■ SUPPLIED ENTRIES
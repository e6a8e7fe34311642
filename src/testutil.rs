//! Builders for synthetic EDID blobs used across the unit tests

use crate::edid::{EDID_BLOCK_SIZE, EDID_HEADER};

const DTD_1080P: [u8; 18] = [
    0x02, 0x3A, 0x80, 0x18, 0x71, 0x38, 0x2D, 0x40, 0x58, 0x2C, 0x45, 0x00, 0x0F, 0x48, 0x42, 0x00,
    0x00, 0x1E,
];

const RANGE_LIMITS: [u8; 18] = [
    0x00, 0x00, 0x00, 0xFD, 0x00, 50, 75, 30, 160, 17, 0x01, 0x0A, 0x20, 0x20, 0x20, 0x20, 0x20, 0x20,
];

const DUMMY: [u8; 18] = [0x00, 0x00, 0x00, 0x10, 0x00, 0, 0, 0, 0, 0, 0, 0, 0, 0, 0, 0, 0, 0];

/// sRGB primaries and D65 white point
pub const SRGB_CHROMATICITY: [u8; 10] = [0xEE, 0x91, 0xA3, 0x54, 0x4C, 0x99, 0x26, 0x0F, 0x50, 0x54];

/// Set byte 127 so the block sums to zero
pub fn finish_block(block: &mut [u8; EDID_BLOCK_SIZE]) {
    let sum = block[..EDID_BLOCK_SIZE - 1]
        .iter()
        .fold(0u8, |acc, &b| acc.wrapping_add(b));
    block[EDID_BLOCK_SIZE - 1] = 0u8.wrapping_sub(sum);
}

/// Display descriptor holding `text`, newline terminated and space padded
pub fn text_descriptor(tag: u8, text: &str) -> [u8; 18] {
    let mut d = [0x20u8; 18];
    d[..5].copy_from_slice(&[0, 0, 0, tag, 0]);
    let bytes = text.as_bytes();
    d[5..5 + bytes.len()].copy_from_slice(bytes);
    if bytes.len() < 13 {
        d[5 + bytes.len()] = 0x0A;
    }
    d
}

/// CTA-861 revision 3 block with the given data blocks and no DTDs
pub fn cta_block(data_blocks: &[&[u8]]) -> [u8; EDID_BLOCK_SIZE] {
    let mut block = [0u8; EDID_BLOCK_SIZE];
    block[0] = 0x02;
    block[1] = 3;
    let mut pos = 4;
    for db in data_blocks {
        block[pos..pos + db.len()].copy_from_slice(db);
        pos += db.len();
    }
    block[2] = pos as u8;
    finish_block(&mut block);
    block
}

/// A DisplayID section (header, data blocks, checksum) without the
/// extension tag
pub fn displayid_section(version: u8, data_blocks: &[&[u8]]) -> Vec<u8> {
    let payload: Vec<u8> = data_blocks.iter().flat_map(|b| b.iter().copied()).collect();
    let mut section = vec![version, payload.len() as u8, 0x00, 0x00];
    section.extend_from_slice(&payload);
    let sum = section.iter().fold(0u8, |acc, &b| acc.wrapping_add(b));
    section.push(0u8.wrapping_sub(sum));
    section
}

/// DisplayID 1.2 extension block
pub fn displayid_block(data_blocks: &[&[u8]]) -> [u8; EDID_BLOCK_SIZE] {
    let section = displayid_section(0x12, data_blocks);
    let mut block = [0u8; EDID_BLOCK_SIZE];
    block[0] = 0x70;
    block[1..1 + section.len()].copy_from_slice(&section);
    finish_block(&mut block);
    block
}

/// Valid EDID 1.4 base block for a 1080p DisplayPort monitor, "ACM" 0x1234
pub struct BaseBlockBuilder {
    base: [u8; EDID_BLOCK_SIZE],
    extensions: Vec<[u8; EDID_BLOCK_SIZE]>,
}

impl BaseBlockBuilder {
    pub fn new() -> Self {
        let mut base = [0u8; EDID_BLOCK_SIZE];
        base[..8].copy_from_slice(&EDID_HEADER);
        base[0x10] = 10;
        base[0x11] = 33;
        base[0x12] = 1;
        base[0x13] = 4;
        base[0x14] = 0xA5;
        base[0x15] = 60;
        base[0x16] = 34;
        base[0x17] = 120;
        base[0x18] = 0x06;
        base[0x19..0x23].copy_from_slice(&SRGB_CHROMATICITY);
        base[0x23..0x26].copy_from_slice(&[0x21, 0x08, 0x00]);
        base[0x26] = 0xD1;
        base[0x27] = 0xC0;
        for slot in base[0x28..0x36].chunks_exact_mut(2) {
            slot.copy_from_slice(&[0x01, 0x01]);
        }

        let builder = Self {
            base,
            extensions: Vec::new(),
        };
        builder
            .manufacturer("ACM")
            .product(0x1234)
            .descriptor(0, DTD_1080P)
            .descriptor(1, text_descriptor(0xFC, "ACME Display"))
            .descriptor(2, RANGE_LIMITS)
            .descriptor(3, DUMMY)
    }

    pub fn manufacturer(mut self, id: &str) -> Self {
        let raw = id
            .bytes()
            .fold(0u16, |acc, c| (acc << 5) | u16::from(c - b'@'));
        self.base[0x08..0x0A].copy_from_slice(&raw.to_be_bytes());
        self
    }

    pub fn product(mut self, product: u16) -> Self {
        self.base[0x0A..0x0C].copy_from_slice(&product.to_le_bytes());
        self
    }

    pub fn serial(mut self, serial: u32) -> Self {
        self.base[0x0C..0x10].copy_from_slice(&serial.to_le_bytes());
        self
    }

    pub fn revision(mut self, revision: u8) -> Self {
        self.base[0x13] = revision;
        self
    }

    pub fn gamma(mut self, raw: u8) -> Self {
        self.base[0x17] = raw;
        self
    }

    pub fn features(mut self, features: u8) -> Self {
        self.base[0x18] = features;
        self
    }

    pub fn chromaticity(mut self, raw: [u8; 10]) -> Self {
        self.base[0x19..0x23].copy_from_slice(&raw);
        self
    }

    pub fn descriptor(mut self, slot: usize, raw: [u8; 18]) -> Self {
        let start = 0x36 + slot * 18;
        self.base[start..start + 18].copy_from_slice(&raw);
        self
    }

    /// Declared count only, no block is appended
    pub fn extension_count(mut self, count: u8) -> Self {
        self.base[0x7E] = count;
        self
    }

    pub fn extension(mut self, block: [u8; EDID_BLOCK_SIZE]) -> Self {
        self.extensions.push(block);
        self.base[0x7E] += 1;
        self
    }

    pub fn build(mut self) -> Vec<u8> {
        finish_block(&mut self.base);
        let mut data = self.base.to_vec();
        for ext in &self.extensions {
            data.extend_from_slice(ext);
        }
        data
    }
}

■ TASK DETAILS
Search the material for the string "DUMMY" and return each line that has it.

■ THE ANSWER
const DUMMY: [u8; 18] = [0x00, 0x00, 0x00, 0x10, 0x00, 0, 0, 0, 0, 0, 0, 0, 0, 0, 0, 0, 0, 0];
            .descriptor(3, DUMMY)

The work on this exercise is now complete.